Stroke is a leading cause of death and disability. Recently, there have been advances in the treatment of acute ischemic stroke aimed at re-establishing blood flow to the affected area in an effort to save the ischemic penumbra surrounding the area of infarction. This is achieved by the use of thrombolytics intravenously or intra-arterially. The use of mechanical devices facilitates the function of pharmacological agents used in addition to minimizing the associated risks. In this review, we first discuss the therapeutic potentials and strategies employed in using different thrombolytics in management of acute ischemic stroke. Subsequently, we discuss the recent advances and therapeutic applications of mechanical devices in this field.
An ischemic stroke occurs when a cerebral vessel occludes, obstructing blood flow to a portion of the brain.

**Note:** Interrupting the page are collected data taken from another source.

// SPDX-License-Identifier: PMPL-1.0-or-later
// Copyright (c) 2026 Jonathan D.A. Jewell (hyperpolymath) <jonathan.jewell@open.ac.uk>
//
// POS / print-server integration probe.
//
// Three phases against a running deployment: the print server backend
// (health, printer discovery, a silent receipt submission), then the POS
// frontend, then the end-to-end workflow rerun once both sides are ready.
// All results land in one report; readiness derives from the required
// cases alone.

use std::process::ExitCode;

use chrono::Utc;

use druckprobe_app::{init_tracing, rule};
use druckprobe_client::client::{FrontendClient, PrintServerClient};
use druckprobe_client::response::{PrintersResponse, SilentPrintResponse, from_body};
use druckprobe_core::config::ProbeConfig;
use druckprobe_core::error::Result;
use druckprobe_core::types::{PageSize, RunSummary, TestResult};
use druckprobe_harness::{pos, report, runner};

#[tokio::main]
async fn main() -> ExitCode {
    init_tracing();
    match run().await {
        Ok(code) => code,
        Err(e) => {
            eprintln!("pos-integration probe failed: {e}");
            ExitCode::FAILURE
        }
    }
}

async fn run() -> Result<ExitCode> {
    let config = ProbeConfig::from_env()?;
    let backend = PrintServerClient::new(&config.print_server_url, &config)?;
    let frontend = FrontendClient::new(&config.frontend_url, &config)?;
    tracing::debug!(backend_url = %backend.base_url(), frontend_url = %frontend.base_url(), "pos-integration probe starting");

    println!("POS / Print Server Integration Probe");
    println!("{}", rule());

    if !backend.check_health().await {
        println!("Print server is not reachable at {}.", backend.base_url());
        println!("Start the print server first, then run this probe again.");
        return Ok(ExitCode::FAILURE);
    }

    let mut summary = RunSummary::new(&config.print_server_url);

    // Phase 1: print server backend.
    println!();
    println!("Testing print server backend...");

    let (health_result, health) = pos::backend_health(&backend, &config.health_path).await;
    if let Some(health) = &health {
        println!("  Uptime: {:.2} seconds", health.uptime);
    }
    summary.push(health_result);

    let discovery = runner::run_case(&backend, &pos::discovery_case("Printer Discovery", true)).await;
    let printers: Option<PrintersResponse> =
        discovery.body.as_ref().and_then(from_body::<PrintersResponse>);
    if let Some(printers) = &printers {
        println!("  Found {} printer(s):", printers.printers.len());
        for printer in &printers.printers {
            println!("  - {} ({})", printer.name, printer.kind_label());
        }
    }
    summary.push(discovery);

    let target = pos::spool_target(printers.as_ref());
    let submission_case = pos::receipt_submission_case(
        "Silent Print Submission",
        &target,
        Some(PageSize::A4),
        Utc::now(),
    )?;
    let submission = runner::run_case(&backend, &submission_case).await;
    print_submission_detail(&submission);
    summary.push(submission);

    let backend_ready = summary.ready();

    // Phase 2: POS frontend.
    println!();
    println!("Testing POS frontend...");
    let (frontend_result, content_type) = pos::frontend_availability(&frontend).await;
    if let Some(content_type) = &content_type {
        println!("  Content-Type: {content_type}");
    }
    let frontend_ready = frontend_result.passed;
    summary.push(frontend_result);

    // Phase 3: end-to-end workflow, only when both sides answered.
    let mut workflow_ok = None;
    if backend_ready && frontend_ready {
        println!();
        println!("Testing integration workflow...");
        let workflow_case = pos::receipt_submission_case(
            "Workflow Receipt Print",
            pos::FALLBACK_PRINTER,
            None,
            Utc::now(),
        )?;
        let workflow_print = runner::run_case(&backend, &workflow_case).await;
        print_submission_detail(&workflow_print);
        let workflow_discovery =
            runner::run_case(&backend, &pos::discovery_case("Printer Discovery Workflow", false))
                .await;

        // PARTIAL when the rerun completed but something missed.
        workflow_ok = Some(workflow_print.passed && workflow_discovery.passed);
        summary.push(workflow_print);
        summary.push(workflow_discovery);
    } else {
        println!();
        println!("Skipping integration workflow until both services are up.");
    }

    summary.finish();

    println!();
    println!("{}", rule());
    print!("{}", report::render(&summary));
    println!();
    println!("  Print Server Backend: {}", pass_label(backend_ready));
    println!("  POS Frontend: {}", pass_label(frontend_ready));
    println!(
        "  Integration Workflow: {}",
        match workflow_ok {
            Some(true) => "PASS",
            Some(false) => "PARTIAL",
            None => "SKIPPED",
        }
    );
    println!();
    print!("{}", report::render_verdict(&summary));

    if summary.ready() {
        println!();
        println!("Next steps:");
        println!("  1. Configure the print server URL in the POS device settings.");
        println!("  2. Use printer discovery to add available printers.");
        println!("  3. Test printing from POS order processing.");
        println!("  4. Monitor the print queue for job status.");
    }

    Ok(ExitCode::SUCCESS)
}

/// Inline detail for a silent-print submission: job ID and message on
/// acceptance, the server's error on a miss.
fn print_submission_detail(result: &TestResult) {
    let Some(decoded) = result.body.as_ref().and_then(from_body::<SilentPrintResponse>) else {
        return;
    };
    if result.passed {
        if let Some(job_id) = &decoded.job_id {
            println!("  Job ID: {job_id}");
        }
        if let Some(message) = &decoded.message {
            println!("  Message: {message}");
        }
    } else {
        println!("  Submission was not accepted; rendering depends on the server environment.");
        if let Some(error) = &decoded.error {
            println!("  Error: {error}");
        }
    }
}

fn pass_label(ok: bool) -> &'static str {
    if ok { "PASS" } else { "FAIL" }
}
// SPDX-License-Identifier: PMPL-1.0-or-later
// Copyright (c) 2026 Jonathan D.A. Jewell (hyperpolymath) <jonathan.jewell@open.ac.uk>
//
// Druckprobe — Core types and error definitions shared across all crates.

pub mod config;
pub mod error;
pub mod types;

pub use config::ProbeConfig;
pub use error::DruckprobeError;
pub use types::*;
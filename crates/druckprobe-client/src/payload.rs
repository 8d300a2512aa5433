// SPDX-License-Identifier: PMPL-1.0-or-later
// Copyright (c) 2026 Jonathan D.A. Jewell (hyperpolymath) <jonathan.jewell@open.ac.uk>
//
// Typed request payloads for the silent-print endpoint.
//
// The endpoint takes a JSON object with exactly one content source (base64
// HTML or a URL), an output format, and nested render options. Payloads are
// built as explicit structs and validated before serialization, so a
// contract-violating request can only be produced on purpose.

use base64::Engine;
use base64::engine::general_purpose::STANDARD as BASE64;
use serde::Serialize;
use serde_json::Value;

use druckprobe_core::error::{DruckprobeError, Result};
use druckprobe_core::types::{PageSize, PrintFormat};

/// Encode HTML markup the way the silent-print endpoint expects it.
pub fn encode_markup(markup: &str) -> String {
    BASE64.encode(markup.as_bytes())
}

/// Render and spool options forwarded to the print server.
///
/// Absent fields are omitted from the wire object so the server applies its
/// own defaults.
#[derive(Debug, Clone, Default, Serialize)]
#[serde(rename_all = "camelCase")]
pub struct PrintOptions {
    /// Spool target; the server falls back to its default printer.
    #[serde(skip_serializing_if = "Option::is_none")]
    pub printer: Option<String>,
    #[serde(skip_serializing_if = "Option::is_none")]
    pub copies: Option<u32>,
    /// Render width in pixels, for png output.
    #[serde(skip_serializing_if = "Option::is_none")]
    pub width: Option<u32>,
    /// Render height in pixels, for png output.
    #[serde(skip_serializing_if = "Option::is_none")]
    pub height: Option<u32>,
    #[serde(skip_serializing_if = "Option::is_none")]
    pub page_size: Option<PageSize>,
}

/// A silent-print submission: one content source plus render options.
#[derive(Debug, Clone, Serialize)]
pub struct SilentPrintRequest {
    /// Base64-encoded HTML markup to render.
    #[serde(skip_serializing_if = "Option::is_none")]
    pub html: Option<String>,
    /// Public URL to fetch and render instead of inline markup.
    #[serde(skip_serializing_if = "Option::is_none")]
    pub url: Option<String>,
    pub format: PrintFormat,
    pub options: PrintOptions,
}

impl SilentPrintRequest {
    /// Build a request from inline HTML markup (encoded on the way in).
    pub fn from_html(markup: &str, format: PrintFormat) -> Self {
        Self {
            html: Some(encode_markup(markup)),
            url: None,
            format,
            options: PrintOptions::default(),
        }
    }

    /// Build a request that renders a remote URL.
    pub fn from_url(url: impl Into<String>, format: PrintFormat) -> Self {
        Self {
            html: None,
            url: Some(url.into()),
            format,
            options: PrintOptions::default(),
        }
    }

    /// Attach render options.
    #[must_use]
    pub fn with_options(mut self, options: PrintOptions) -> Self {
        self.options = options;
        self
    }

    /// Check the invariants the server enforces with a 400.
    ///
    /// `html` and `url` are mutually exclusive and one must be present.
    /// Copies and pixel dimensions must be non-zero when given.
    pub fn validate(&self) -> Result<()> {
        match (&self.html, &self.url) {
            (Some(_), Some(_)) => {
                return Err(DruckprobeError::InvalidPayload(
                    "html and url are mutually exclusive".into(),
                ));
            }
            (None, None) => {
                return Err(DruckprobeError::InvalidPayload(
                    "one of html or url is required".into(),
                ));
            }
            _ => {}
        }
        if self.options.copies == Some(0) {
            return Err(DruckprobeError::InvalidPayload(
                "copies must be at least 1".into(),
            ));
        }
        if self.options.width == Some(0) || self.options.height == Some(0) {
            return Err(DruckprobeError::InvalidPayload(
                "width and height must be non-zero".into(),
            ));
        }
        Ok(())
    }

    /// Validate, then serialize to the wire JSON object.
    pub fn to_value(&self) -> Result<Value> {
        self.validate()?;
        Ok(serde_json::to_value(self)?)
    }
}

Currently, the only approved medical therapy for acute ischemic stroke is tissue plasminogen activator (tPA), a thrombolytic agent that targets the thrombus within the blood vessel.

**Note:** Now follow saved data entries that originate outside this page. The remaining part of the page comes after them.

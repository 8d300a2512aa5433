// SPDX-License-Identifier: PMPL-1.0-or-later
// Copyright (c) 2026 Jonathan D.A. Jewell (hyperpolymath) <jonathan.jewell@open.ac.uk>
//
// Shared support for the probe binaries: logging setup and the console rule.

/// Initialise tracing with env-filter control.
///
/// Defaults to warnings only, keeping stdout for the rendered report; set
/// `RUST_LOG=debug` to watch individual exchanges.
pub fn init_tracing() {
    tracing_subscriber::fmt()
        .with_env_filter(
            tracing_subscriber::EnvFilter::try_from_default_env()
                .unwrap_or_else(|_| tracing_subscriber::EnvFilter::new("warn")),
        )
        .init();
}

/// Horizontal rule printed between report sections.
pub fn rule() -> String {
    "=".repeat(50)
}
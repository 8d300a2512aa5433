// SPDX-License-Identifier: PMPL-1.0-or-later
// Copyright (c) 2026 Jonathan D.A. Jewell (hyperpolymath) <jonathan.jewell@open.ac.uk>
//
// Probe configuration.
//
// Defaults match the local POS development layout. Environment overrides
// are parsed fail-closed: a variable that is set but empty or malformed is
// a configuration error, never silently ignored.

use std::time::Duration;

use serde::{Deserialize, Serialize};

use crate::error::{DruckprobeError, Result};

/// Environment variable overriding the POS print server base URL.
pub const ENV_PRINT_SERVER_URL: &str = "DRUCKPROBE_PRINT_SERVER_URL";
/// Environment variable overriding the standalone silent-print server base URL.
pub const ENV_SILENT_SERVER_URL: &str = "DRUCKPROBE_SILENT_SERVER_URL";
/// Environment variable overriding the POS frontend base URL.
pub const ENV_FRONTEND_URL: &str = "DRUCKPROBE_FRONTEND_URL";
/// Environment variable overriding the per-request timeout in seconds.
pub const ENV_TIMEOUT_SECS: &str = "DRUCKPROBE_TIMEOUT_SECS";

/// Probe targets and timing budgets.
#[derive(Debug, Clone, Serialize, Deserialize)]
pub struct ProbeConfig {
    /// Base URL of the POS print server backend.
    pub print_server_url: String,
    /// Base URL of the standalone silent-print server.
    pub silent_server_url: String,
    /// Base URL of the POS frontend.
    pub frontend_url: String,
    /// Health endpoint path on the target server.
    pub health_path: String,
    /// Pre-flight health probe budget in seconds.
    pub health_timeout_secs: u64,
    /// Per-case request budget in seconds.
    pub request_timeout_secs: u64,
}

impl Default for ProbeConfig {
    fn default() -> Self {
        Self {
            print_server_url: "http://localhost:3001".into(),
            silent_server_url: "http://localhost:3000".into(),
            frontend_url: "http://localhost:8080".into(),
            health_path: "/health".into(),
            health_timeout_secs: 5,
            request_timeout_secs: 30,
        }
    }
}

impl ProbeConfig {
    /// Defaults with `DRUCKPROBE_*` environment overrides applied.
    ///
    /// The health timeout is a fixed budget and takes no override; a slow
    /// health answer means the server is not ready, full stop.
    pub fn from_env() -> Result<Self> {
        let mut config = Self::default();
        if let Some(url) = read_env(ENV_PRINT_SERVER_URL)? {
            config.print_server_url = url;
        }
        if let Some(url) = read_env(ENV_SILENT_SERVER_URL)? {
            config.silent_server_url = url;
        }
        if let Some(url) = read_env(ENV_FRONTEND_URL)? {
            config.frontend_url = url;
        }
        if let Some(raw) = read_env(ENV_TIMEOUT_SECS)? {
            config.request_timeout_secs = parse_timeout(ENV_TIMEOUT_SECS, &raw)?;
        }
        Ok(config)
    }

    pub fn health_timeout(&self) -> Duration {
        Duration::from_secs(self.health_timeout_secs)
    }

    pub fn request_timeout(&self) -> Duration {
        Duration::from_secs(self.request_timeout_secs)
    }
}

/// Read an environment variable, rejecting set-but-empty values.
fn read_env(key: &str) -> Result<Option<String>> {
    match std::env::var(key) {
        Ok(value) => non_empty(key, &value).map(Some),
        Err(std::env::VarError::NotPresent) => Ok(None),
        Err(std::env::VarError::NotUnicode(_)) => Err(DruckprobeError::Config(format!(
            "{key} is not valid UTF-8"
        ))),
    }
}

/// Trim a variable's value, rejecting the empty string.
fn non_empty(key: &str, value: &str) -> Result<String> {
    let trimmed = value.trim();
    if trimmed.is_empty() {
        Err(DruckprobeError::Config(format!("{key} is set but empty")))
    } else {
        Ok(trimmed.to_string())
    }
}

/// Parse a timeout override. Zero is rejected: a zero budget would fail
/// every request before it leaves the socket.
fn parse_timeout(key: &str, raw: &str) -> Result<u64> {
    let secs: u64 = raw.parse().map_err(|_| {
        DruckprobeError::Config(format!("{key} must be an integer number of seconds, got '{raw}'"))
    })?;
    if secs == 0 {
        return Err(DruckprobeError::Config(format!("{key} must be at least 1")));
    }
    Ok(secs)
}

Despite the availability of thrombolytic therapy, stroke is the fourth leading cause of death in the world and a leading cause of adult disability. To reduce the devastating impact of stroke on society, physicians continue to seek ways to achieve better functional recovery in stroke patients.
Neuroprotective agents, another approach to stroke treatment, have generated long-term interest. Neuroprotective agents are used in an attempt to save ischemic neurons in the brain from irreversible injury. Studies in animals indicate a period of at least 4 hours after onset of complete ischemia in which many potentially viable neurons exist in the ischemic penumbra. In humans, the ischemia may be less complete, and the time window may be longer, but human patients also tend to be older, with comorbidities that may limit benefit. Because many neuroprotective drugs reduce ischemic damage in animal models of stroke, this line of pharmaceutical research hold promise despite the lack of efficacy in human models to date. Many investigators are searching for a safe agent that can limit ischemic damage in human stroke. One action of neuroprotective agents limits acute injury to neurons in the ischemic penumbra. Neurons in the penumbra are less likely to suffer irreversible injury at early time points than are neurons in the infarct core. Many of these agents modulate neuronal receptors to reduce release of excitatory neurotransmitters, which contribute to early neuronal injury.
Other neuroprotective agents prevent potentially detrimental events associated with return of blood flow. Although return of blood flow to the brain is generally associated with improved outcome, reperfusion may contribute to additional brain injury. Returning blood contains leukocytes that may occlude small vessels and release toxic products.